» **PROBLEM REQUIREMENTS**: Across the entries below, how many lines have the word "used" in them? Respond with only the number.

» **GIVEN ENTRIES**:
----------
//! Argon2id password hashing and verification.
//!
//! All password hashes use the Argon2id variant with a cryptographically random
//! salt generated via [`OsRng`]. The PHC string format is used for storage so
//! that algorithm parameters and salt are embedded in the hash itself.

use argon2::password_hash::rand_core::OsRng;
use argon2::password_hash::{PasswordHash, PasswordHasher, PasswordVerifier, SaltString};
use argon2::Argon2;
use std::sync::OnceLock;

/// Plaintext behind the stand-in hash used for unknown accounts.
const DUMMY_SECRET: &str = "chirpy-unknown-account";

/// Errors from hashing or verifying a password.
#[derive(Debug, thiserror::Error)]
pub enum PasswordError {
    #[error("password must not be empty")]
    EmptyInput,

    /// Wrong password, or a stored hash that could not be used at all.
    #[error("password does not match")]
    Mismatch,

    #[error("password hashing failed: {0}")]
    Hash(argon2::password_hash::Error),
}

/// Hash a plaintext password using Argon2id with a random salt.
///
/// Returns the PHC-formatted hash string (includes algorithm, params, salt, and hash).
pub fn hash_password(password: &str) -> Result<String, PasswordError> {
    if password.is_empty() {
        return Err(PasswordError::EmptyInput);
    }
    let salt = SaltString::generate(&mut OsRng);
    let hash = Argon2::default()
        .hash_password(password.as_bytes(), &salt)
        .map_err(PasswordError::Hash)?;
    Ok(hash.to_string())
}

/// Verify a plaintext password against a stored PHC-formatted hash.
///
/// The digest comparison is constant-time. A stored hash that cannot be
/// parsed or used is logged for operators but reported to the caller as
/// [`PasswordError::Mismatch`], same as a wrong password.
pub fn verify_password(password: &str, hash: &str) -> Result<(), PasswordError> {
    let parsed_hash = match PasswordHash::new(hash) {
        Ok(parsed) => parsed,
        Err(e) => {
            tracing::warn!(error = %e, "Stored password hash is malformed");
            return Err(PasswordError::Mismatch);
        }
    };
    match Argon2::default().verify_password(password.as_bytes(), &parsed_hash) {
        Ok(()) => Ok(()),
        Err(argon2::password_hash::Error::Password) => Err(PasswordError::Mismatch),
        Err(e) => {
            tracing::warn!(error = %e, "Stored password hash could not be verified");
            Err(PasswordError::Mismatch)
        }
    }
}

/// Spend the same Argon2 work as [`verify_password`] for an account that
/// does not exist, then report a mismatch.
///
/// The stand-in hash is computed once with the default parameters, so the
/// cost tracks real stored hashes.
pub fn verify_against_dummy(password: &str) -> PasswordError {
    static DUMMY_HASH: OnceLock<Option<String>> = OnceLock::new();
    let hash = DUMMY_HASH.get_or_init(|| match hash_password(DUMMY_SECRET) {
        Ok(hash) => Some(hash),
        Err(e) => {
            tracing::error!(error = %e, "Could not build stand-in password hash");
            None
        }
    });
    if let Some(hash) = hash {
        let _ = verify_password(password, hash);
    }
    PasswordError::Mismatch
}

#[cfg(test)]
mod tests {
    use assert_matches::assert_matches;

    use super::*;

    #[test]
    fn test_hash_and_verify() {
        let password = "correct-horse-battery-staple";
        let hash = hash_password(password).expect("hashing should succeed");

        // The hash must be a valid PHC string starting with the argon2id identifier.
        assert!(
            hash.starts_with("$argon2id$"),
            "expected argon2id PHC prefix"
        );
        assert!(verify_password(password, &hash).is_ok());
    }

    #[test]
    fn test_wrong_password_fails() {
        let hash = hash_password("real-password").expect("hashing should succeed");
        assert_matches!(
            verify_password("wrong-password", &hash),
            Err(PasswordError::Mismatch)
        );
    }

    #[test]
    fn test_same_password_gets_distinct_salts() {
        let first = hash_password("securepassword").unwrap();
        let second = hash_password("securepassword").unwrap();
        assert_ne!(first, second);
        assert!(verify_password("securepassword", &first).is_ok());
        assert!(verify_password("securepassword", &second).is_ok());
    }

    #[test]
    fn test_empty_password_is_rejected() {
        assert_matches!(hash_password(""), Err(PasswordError::EmptyInput));
    }

    #[test]
    fn test_malformed_hash_reports_mismatch() {
        assert_matches!(
            verify_password("anything", "not-a-phc-string"),
            Err(PasswordError::Mismatch)
        );
        assert_matches!(
            verify_password("anything", "$unknown$v=1$abc$def"),
            Err(PasswordError::Mismatch)
        );
    }

    #[test]
    fn test_dummy_verification_always_mismatches() {
        assert_matches!(verify_against_dummy("guess"), PasswordError::Mismatch);
        assert_matches!(verify_against_dummy(DUMMY_SECRET), PasswordError::Mismatch);
        assert_matches!(verify_against_dummy(""), PasswordError::Mismatch);
    }
}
----------
» **ANSWER TO THIS EXERCISE**: 4